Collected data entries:

• • • • •

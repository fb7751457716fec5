//! # Demo Ledger Seeder
//!
//! Builds a small costing ledger for development: a few components, one gift
//! bundle, opening balances and a second receipt, then ships and returns a
//! handful of orders and prints the allocation rows as JSON.
//!
//! ## Usage
//! ```bash
//! # FIFO ledger at ./costbook.db (or COGS_DATABASE_PATH)
//! cargo run -p cogs-db --bin seed
//!
//! # Moving-average ledger at a custom path
//! cargo run -p cogs-db --bin seed -- --db ./data/demo.db --method avg
//! ```
//!
//! Verbosity follows `COGS_LOG` (for example `COGS_LOG=cogs_db=debug`).

use chrono::{Duration, TimeZone, Utc};
use std::env;
use tracing_subscriber::EnvFilter;

use cogs_core::{LayerSource, Money, ReturnEvent, ShipmentEvent, StockReceipt};
use cogs_db::{CostingConfig, Database};

/// (sku, display name, default unit cost in cents)
const COMPONENTS: &[(&str, &str, i64)] = &[
    ("MUG-WHT", "White ceramic mug", 450),
    ("COASTER-CRK", "Cork coaster", 80),
    ("TEA-SAMPLER", "Loose tea sampler", 325),
];

/// (component sku, quantity per bundle)
const GIFT_BOX: &[(&str, i64)] = &[("MUG-WHT", 2), ("COASTER-CRK", 4), ("TEA-SAMPLER", 1)];

#[tokio::main]
async fn main() -> Result<(), Box<dyn std::error::Error>> {
    let mut config = CostingConfig::load()?;

    tracing_subscriber::fmt()
        .with_env_filter(EnvFilter::new(&config.log_filter))
        .init();

    // Parse command line args
    let args: Vec<String> = env::args().collect();
    let mut i = 1;
    while i < args.len() {
        match args[i].as_str() {
            "--db" | "-d" => {
                if i + 1 < args.len() {
                    config.database_path = args[i + 1].clone().into();
                    i += 1;
                }
            }
            "--method" | "-m" => {
                if i + 1 < args.len() {
                    config.default_method = args[i + 1].parse()?;
                    i += 1;
                }
            }
            "--help" | "-h" => {
                println!("Costbook Demo Ledger Seeder");
                println!();
                println!("Usage: seed [OPTIONS]");
                println!();
                println!("Options:");
                println!("  -d, --db <PATH>        Database file path (default: ./costbook.db)");
                println!("  -m, --method <METHOD>  fifo or avg (default: fifo)");
                println!("  -h, --help             Show this help message");
                return Ok(());
            }
            _ => {}
        }
        i += 1;
    }

    println!("Costbook Demo Ledger Seeder");
    println!("===========================");
    println!("Database: {}", config.database_path.display());
    println!("Method:   {}", config.default_method);
    println!();

    let db = Database::new(config.db_config()).await?;
    let engine = db.costing_with(config.default_method);

    if !db.items().list().await?.is_empty() {
        println!("Database already has items; delete the file to regenerate.");
        return Ok(());
    }

    // Catalog
    for (sku, name, cents) in COMPONENTS {
        engine
            .register_item(sku, name, false, Money::from_minor(*cents))
            .await?;
    }
    engine
        .register_item("GIFT-BOX", "Tea gift box", true, Money::ZERO)
        .await?;
    let definition: Vec<(String, i64)> = GIFT_BOX
        .iter()
        .map(|(sku, qty)| (sku.to_string(), *qty))
        .collect();
    engine.define_bundle("GIFT-BOX", &definition).await?;
    println!("✓ Registered {} components and GIFT-BOX", COMPONENTS.len());

    // Stock
    let opening = Utc.with_ymd_and_hms(2026, 1, 1, 0, 0, 0).single().ok_or("bad date")?;
    for (sku, _, _) in COMPONENTS {
        engine.seed_opening_balance(sku, 100, None, opening).await?;
    }
    engine
        .receive_stock(&StockReceipt {
            sku: "MUG-WHT".to_string(),
            qty: 60,
            unit_cost: Some(Money::from_minor(520)),
            received_at: opening + Duration::days(14),
            source_type: LayerSource::StockIn,
            source_ref: Some("PO-0001".to_string()),
        })
        .await?;
    println!("✓ Seeded opening balances and one purchase order");

    // Orders
    let shipments = [
        ("#1001", "MUG-WHT", 3, 20),
        ("#1002", "GIFT-BOX", 5, 21),
        ("#1003", "COASTER-CRK", 12, 22),
        ("#1004", "GIFT-BOX", 10, 25),
    ];
    for (order_id, sku, qty, day) in shipments {
        let outcome = engine
            .ship(&ShipmentEvent {
                order_id: order_id.to_string(),
                sku: sku.to_string(),
                qty,
                shipped_at: opening + Duration::days(day),
            })
            .await?;
        println!(
            "  shipped {order_id} {qty} × {sku}: COGS {}",
            outcome.total_amount
        );
    }

    let returned = engine
        .process_return(&ReturnEvent {
            order_id: "#1002".to_string(),
            sku: "GIFT-BOX".to_string(),
            return_qty: 2,
            return_date: opening + Duration::days(30),
        })
        .await?;
    println!("  returned 2 × GIFT-BOX on #1002: COGS {}", returned.total_amount);

    println!();
    println!("Allocation rows for #1002:");
    let rows = db.reports().allocations_for_order("#1002").await?;
    println!("{}", serde_json::to_string_pretty(&rows)?);

    println!();
    for (sku, _, _) in COMPONENTS {
        let on_hand = db.reports().on_hand(sku).await?;
        println!("{}", serde_json::to_string(&on_hand)?);
    }

    let daily = db
        .reports()
        .daily_cogs(opening, opening + Duration::days(31))
        .await?;
    println!();
    println!("Daily COGS: {}", serde_json::to_string_pretty(&daily)?);

    println!();
    println!("✓ Seed complete!");

    Ok(())
}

• • • • •

Line by line, copy the records exactly.

[EXERCISE RESULT]
repository fb7751457716fec5
//! # Demo Ledger Seeder
//!
//! Builds a small costing ledger for development: a few components, one gift
//! bundle, opening balances and a second receipt, then ships and returns a
//! handful of orders and prints the allocation rows as JSON.
//!
//! ## Usage
//! ```bash
//! # FIFO ledger at ./costbook.db (or COGS_DATABASE_PATH)
//! cargo run -p cogs-db --bin seed
//!
//! # Moving-average ledger at a custom path
//! cargo run -p cogs-db --bin seed -- --db ./data/demo.db --method avg
//! ```
//!
//! Verbosity follows `COGS_LOG` (for example `COGS_LOG=cogs_db=debug`).

use chrono::{Duration, TimeZone, Utc};
use std::env;
use tracing_subscriber::EnvFilter;

use cogs_core::{LayerSource, Money, ReturnEvent, ShipmentEvent, StockReceipt};
use cogs_db::{CostingConfig, Database};

/// (sku, display name, default unit cost in cents)
const COMPONENTS: &[(&str, &str, i64)] = &[
    ("MUG-WHT", "White ceramic mug", 450),
    ("COASTER-CRK", "Cork coaster", 80),
    ("TEA-SAMPLER", "Loose tea sampler", 325),
];

/// (component sku, quantity per bundle)
const GIFT_BOX: &[(&str, i64)] = &[("MUG-WHT", 2), ("COASTER-CRK", 4), ("TEA-SAMPLER", 1)];

#[tokio::main]
async fn main() -> Result<(), Box<dyn std::error::Error>> {
    let mut config = CostingConfig::load()?;

    tracing_subscriber::fmt()
        .with_env_filter(EnvFilter::new(&config.log_filter))
        .init();

    // Parse command line args
    let args: Vec<String> = env::args().collect();
    let mut i = 1;
    while i < args.len() {
        match args[i].as_str() {
            "--db" | "-d" => {
                if i + 1 < args.len() {
                    config.database_path = args[i + 1].clone().into();
                    i += 1;
                }
            }
            "--method" | "-m" => {
                if i + 1 < args.len() {
                    config.default_method = args[i + 1].parse()?;
                    i += 1;
                }
            }
            "--help" | "-h" => {
                println!("Costbook Demo Ledger Seeder");
                println!();
                println!("Usage: seed [OPTIONS]");
                println!();
                println!("Options:");
                println!("  -d, --db <PATH>        Database file path (default: ./costbook.db)");
                println!("  -m, --method <METHOD>  fifo or avg (default: fifo)");
                println!("  -h, --help             Show this help message");
                return Ok(());
            }
            _ => {}
        }
        i += 1;
    }

    println!("Costbook Demo Ledger Seeder");
    println!("===========================");
    println!("Database: {}", config.database_path.display());
    println!("Method:   {}", config.default_method);
    println!();

    let db = Database::new(config.db_config()).await?;
    let engine = db.costing_with(config.default_method);

    if !db.items().list().await?.is_empty() {
        println!("Database already has items; delete the file to regenerate.");
        return Ok(());
    }

    // Catalog
    for (sku, name, cents) in COMPONENTS {
        engine
            .register_item(sku, name, false, Money::from_minor(*cents))
            .await?;
    }
    engine
        .register_item("GIFT-BOX", "Tea gift box", true, Money::ZERO)
        .await?;
    let definition: Vec<(String, i64)> = GIFT_BOX
        .iter()
        .map(|(sku, qty)| (sku.to_string(), *qty))
        .collect();
    engine.define_bundle("GIFT-BOX", &definition).await?;
    println!("✓ Registered {} components and GIFT-BOX", COMPONENTS.len());

    // Stock
    let opening = Utc.with_ymd_and_hms(2026, 1, 1, 0, 0, 0).single().ok_or("bad date")?;
    for (sku, _, _) in COMPONENTS {
        engine.seed_opening_balance(sku, 100, None, opening).await?;
    }
    engine
        .receive_stock(&StockReceipt {
            sku: "MUG-WHT".to_string(),
            qty: 60,
            unit_cost: Some(Money::from_minor(520)),
            received_at: opening + Duration::days(14),
            source_type: LayerSource::StockIn,
            source_ref: Some("PO-0001".to_string()),
        })
        .await?;
    println!("✓ Seeded opening balances and one purchase order");

    // Orders
    let shipments = [
        ("#1001", "MUG-WHT", 3, 20),
        ("#1002", "GIFT-BOX", 5, 21),
        ("#1003", "COASTER-CRK", 12, 22),
        ("#1004", "GIFT-BOX", 10, 25),
    ];
    for (order_id, sku, qty, day) in shipments {
        let outcome = engine
            .ship(&ShipmentEvent {
                order_id: order_id.to_string(),
                sku: sku.to_string(),
                qty,
                shipped_at: opening + Duration::days(day),
            })
            .await?;
        println!(
            "  shipped {order_id} {qty} × {sku}: COGS {}",
            outcome.total_amount
        );
    }

    let returned = engine
        .process_return(&ReturnEvent {
            order_id: "#1002".to_string(),
            sku: "GIFT-BOX".to_string(),
            return_qty: 2,
            return_date: opening + Duration::days(30),
        })
        .await?;
    println!("  returned 2 × GIFT-BOX on #1002: COGS {}", returned.total_amount);

    println!();
    println!("Allocation rows for #1002:");
    let rows = db.reports().allocations_for_order("#1002").await?;
    println!("{}", serde_json::to_string_pretty(&rows)?);

    println!();
    for (sku, _, _) in COMPONENTS {
        let on_hand = db.reports().on_hand(sku).await?;
        println!("{}", serde_json::to_string(&on_hand)?);
    }

    let daily = db
        .reports()
        .daily_cogs(opening, opening + Duration::days(31))
        .await?;
    println!();
    println!("Daily COGS: {}", serde_json::to_string_pretty(&daily)?);

    println!();
    println!("✓ Seed complete!");

    Ok(())
}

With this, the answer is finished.